** Data for this task **
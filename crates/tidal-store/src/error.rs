use thiserror::Error;

#[derive(Error, Debug)]
pub enum Error {
    #[error("Database error: {0}")]
    Database(#[from] redb::DatabaseError),

    #[error("Transaction error: {0}")]
    Transaction(#[from] redb::TransactionError),

    #[error("Table error: {0}")]
    Table(#[from] redb::TableError),

    #[error("Storage error: {0}")]
    Storage(#[from] redb::StorageError),

    #[error("Commit error: {0}")]
    Commit(#[from] redb::CommitError),

    #[error("IO error: {0}")]
    Io(#[from] std::io::Error),

    #[error("Serialization error for key '{key}': {source}")]
    Serialization {
        key: String,
        #[source]
        source: serde_json::Error,
    },

    #[error("Key not found: {0}")]
    NotFound(String),

    #[error("Store task failed: {0}")]
    Task(String),
}

pub type Result<T> = std::result::Result<T, Error>;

** Your assignment **
Filter these records, keeping every line where the word "String" occurs.

** Task answer **
        key: String,
    NotFound(String),
    Task(String),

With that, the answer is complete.